Please reproduce, exactly and with nothing added, the line containing "reader.abort();" and every line after it to the end of the records.

======== Working data

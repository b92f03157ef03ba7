//! In-process message broker
//!
//! [`ChannelBroker`] implements the [`MessageBroker`] port over tokio
//! channels: one unbounded mpsc channel per subscription, fed by a
//! routing table keyed on topic name. Each subscription gets its own
//! background reader task that invokes the handler one message at a
//! time, so per-topic ordering matches publish order.
//!
//! The size policy of the port is enforced on both sides of the channel:
//! oversized outbound payloads fail the publish without sending, and an
//! oversized inbound payload is dropped (and logged) before the handler
//! ever sees it.

use std::collections::{HashMap, HashSet};
use std::sync::RwLock;
use std::sync::atomic::{AtomicBool, Ordering};

use async_trait::async_trait;
use tokio::sync::{Mutex, mpsc};
use tokio::task::JoinHandle;
use tracing::{debug, info, trace, warn};

use council_application::ports::broker::{
    BrokerError, BrokerMessage, MAX_MESSAGE_BYTES, MessageBroker, MessageHandler,
    WARN_MESSAGE_BYTES,
};

/// Serialized size of a payload, as counted against the message limits.
fn serialized_size(payload: &serde_json::Value) -> usize {
    serde_json::to_string(payload).map(|s| s.len()).unwrap_or(0)
}

/// Delivery-side size gate. Returns `false` (and logs) for messages
/// that must not reach a handler.
fn admit_inbound(message: &BrokerMessage) -> bool {
    let size = serialized_size(&message.payload);
    if size > MAX_MESSAGE_BYTES {
        warn!(
            topic = %message.topic,
            size,
            max = MAX_MESSAGE_BYTES,
            "Dropping oversized inbound message"
        );
        return false;
    }
    true
}

/// Broker over in-process channels.
pub struct ChannelBroker {
    topics: HashSet<String>,
    connected: AtomicBool,
    /// topic -> subscription senders. `std::sync::RwLock` because the
    /// lock is only held for map reads and inserts, never across an
    /// await.
    routes: RwLock<HashMap<String, Vec<mpsc::UnboundedSender<BrokerMessage>>>>,
    /// Reader tasks, aborted when the broker is dropped.
    readers: Mutex<Vec<JoinHandle<()>>>,
}

impl ChannelBroker {
    /// Build a broker serving exactly the given topics.
    pub fn new<I, S>(topics: I) -> Self
    where
        I: IntoIterator<Item = S>,
        S: Into<String>,
    {
        Self {
            topics: topics.into_iter().map(Into::into).collect(),
            connected: AtomicBool::new(false),
            routes: RwLock::new(HashMap::new()),
            readers: Mutex::new(Vec::new()),
        }
    }

    fn ensure_connected(&self) -> Result<(), BrokerError> {
        if self.connected.load(Ordering::Acquire) {
            Ok(())
        } else {
            Err(BrokerError::NotConnected)
        }
    }

    fn ensure_topic(&self, topic: &str) -> Result<(), BrokerError> {
        if self.topics.contains(topic) {
            Ok(())
        } else {
            Err(BrokerError::UnknownTopic(topic.to_string()))
        }
    }
}

#[async_trait]
impl MessageBroker for ChannelBroker {
    async fn connect(&self) -> Result<(), BrokerError> {
        if self.connected.swap(true, Ordering::AcqRel) {
            debug!("Broker already connected");
            return Ok(());
        }
        info!(topics = self.topics.len(), "In-process broker connected");
        Ok(())
    }

    async fn publish(
        &self,
        topic: &str,
        payload: &serde_json::Value,
        partition_key: Option<&str>,
    ) -> Result<(), BrokerError> {
        self.ensure_connected()?;
        self.ensure_topic(topic)?;

        let size = serialized_size(payload);
        if size > MAX_MESSAGE_BYTES {
            warn!(
                topic,
                size,
                max = MAX_MESSAGE_BYTES,
                "Refusing to publish oversized message"
            );
            return Err(BrokerError::MessageTooLarge {
                size,
                max: MAX_MESSAGE_BYTES,
            });
        }
        if size > WARN_MESSAGE_BYTES {
            warn!(topic, size, "Publishing large message");
        }

        let message = BrokerMessage {
            topic: topic.to_string(),
            payload: payload.clone(),
            partition_key: partition_key.map(|k| k.to_string()),
        };

        let routes = self
            .routes
            .read()
            .unwrap_or_else(|poisoned| poisoned.into_inner());
        match routes.get(topic) {
            Some(senders) => {
                for sender in senders {
                    // A dead subscription just stops receiving.
                    let _ = sender.send(message.clone());
                }
                trace!(topic, size, subscribers = senders.len(), "Message published");
            }
            None => trace!(topic, size, "No subscribers, message dropped"),
        }
        Ok(())
    }

    async fn subscribe(&self, topic: &str, handler: MessageHandler) -> Result<(), BrokerError> {
        self.ensure_connected()?;
        self.ensure_topic(topic)?;

        let (tx, mut rx) = mpsc::unbounded_channel::<BrokerMessage>();
        {
            let mut routes = self
                .routes
                .write()
                .unwrap_or_else(|poisoned| poisoned.into_inner());
            routes.entry(topic.to_string()).or_default().push(tx);
        }

        let topic_name = topic.to_string();
        let reader = tokio::spawn(async move {
            while let Some(message) = rx.recv().await {
                if !admit_inbound(&message) {
                    continue;
                }
                handler(message).await;
            }
            debug!(topic = %topic_name, "Subscription reader ended");
        });
        self.readers.lock().await.push(reader);

        info!(topic, "Subscribed");
        Ok(())
    }
}

impl Drop for ChannelBroker {
    fn drop(&mut self) {
        for reader in self.readers.get_mut().drain(..) {
            reader.abort();
        }
    }
}
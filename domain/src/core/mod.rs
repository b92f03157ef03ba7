//! Core domain concepts shared across all subdomains.
//!
//! - [`error::DomainError`] — domain-level errors

pub mod error;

================

• **Result for this task**:
            reader.abort();
        }
    }
}
filename domain/src/core/mod.rs
repository b92f03157ef03ba7
//! Core domain concepts shared across all subdomains.
//!
//! - [`error::DomainError`] — domain-level errors

pub mod error;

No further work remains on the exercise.